- [Materials provided]:
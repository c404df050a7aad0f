//! Notification sinks and dispatch.
//!
//! Each enabled sink is validated once at startup; an enabled sink with
//! an incomplete configuration is skipped with a warning rather than
//! failing the whole process. Dispatch is best effort per sink and
//! never aborts the monitoring loop.

pub mod email;
pub mod format;
pub mod mattermost;
pub mod terminal;

use tracing::{info, warn};

use crate::conf::NotificationsConfig;
use crate::event::ErrorEvent;
use email::EmailNotifier;
use mattermost::MattermostNotifier;
use terminal::TerminalNotifier;

pub enum Notifier {
    Terminal(TerminalNotifier),
    Email(EmailNotifier),
    Mattermost(MattermostNotifier),
}

impl Notifier {
    pub fn name(&self) -> &'static str {
        match self {
            Notifier::Terminal(_) => "terminal",
            Notifier::Email(_) => "email",
            Notifier::Mattermost(_) => "mattermost",
        }
    }

    pub async fn send(&self, event: &ErrorEvent) -> bool {
        match self {
            Notifier::Terminal(sink) => sink.send(event),
            Notifier::Email(sink) => sink.send(event).await,
            Notifier::Mattermost(sink) => sink.send(event).await,
        }
    }
}

/// Instantiate the sinks enabled in `config`, dropping any whose
/// configuration is incomplete.
pub fn build_notifiers(config: &NotificationsConfig) -> Vec<Notifier> {
    let mut notifiers = Vec::new();

    if config.terminal.enabled {
        notifiers.push(Notifier::Terminal(TerminalNotifier));
    }
    if config.email.enabled {
        let sink = EmailNotifier::new(config.email.clone());
        if sink.is_valid() {
            notifiers.push(Notifier::Email(sink));
        } else {
            warn!("email notifications enabled but smtp_server, from_email or to_emails is missing");
        }
    }
    if config.mattermost.enabled {
        let sink = MattermostNotifier::new(config.mattermost.clone());
        if sink.is_valid() {
            notifiers.push(Notifier::Mattermost(sink));
        } else {
            warn!("mattermost notifications enabled but server_url, token or channel_id is missing");
        }
    }

    notifiers
}

/// Fan each event out to every sink.
pub async fn dispatch(notifiers: &[Notifier], events: &[ErrorEvent]) {
    for event in events {
        for notifier in notifiers {
            if notifier.send(event).await {
                info!(
                    sink = notifier.name(),
                    container = %event.container,
                    "notification sent"
                );
            } else {
                warn!(
                    sink = notifier.name(),
                    container = %event.container,
                    "notification delivery failed"
                );
            }
        }
    }
}

#[cfg(test)]
mod tests {
    use super::*;
    use crate::conf::{EmailConfig, MattermostConfig, TerminalConfig};

    #[test]
    fn test_default_config_builds_terminal_only() {
        let notifiers = build_notifiers(&NotificationsConfig::default());
        assert_eq!(notifiers.len(), 1);
        assert_eq!(notifiers[0].name(), "terminal");
    }

    #[test]
    fn test_incomplete_sinks_are_skipped() {
        let config = NotificationsConfig {
            terminal: TerminalConfig { enabled: false },
            email: EmailConfig {
                enabled: true,
                ..EmailConfig::default()
            },
            mattermost: MattermostConfig {
                enabled: true,
                server_url: "chat.example.com".to_string(),
                ..MattermostConfig::default()
            },
        };
        assert!(build_notifiers(&config).is_empty());
    }

    #[test]
    fn test_complete_sinks_are_built() {
        let config = NotificationsConfig {
            terminal: TerminalConfig { enabled: true },
            email: EmailConfig {
                enabled: true,
                smtp_server: "smtp.example.com".to_string(),
                from_email: "monitor@example.com".to_string(),
                to_emails: vec!["ops@example.com".to_string()],
                ..EmailConfig::default()
            },
            mattermost: MattermostConfig {
                enabled: true,
                server_url: "chat.example.com".to_string(),
                token: "tok".to_string(),
                channel_id: "ch".to_string(),
                ..MattermostConfig::default()
            },
        };
        let names: Vec<_> = build_notifiers(&config).iter().map(|n| n.name()).collect();
        assert_eq!(names, vec!["terminal", "email", "mattermost"]);
    }
}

- [What you should do]:
Determine how many lines of the data above contain the string "EmailNotifier", and give the result with nothing else.

- [Exercise response]:
3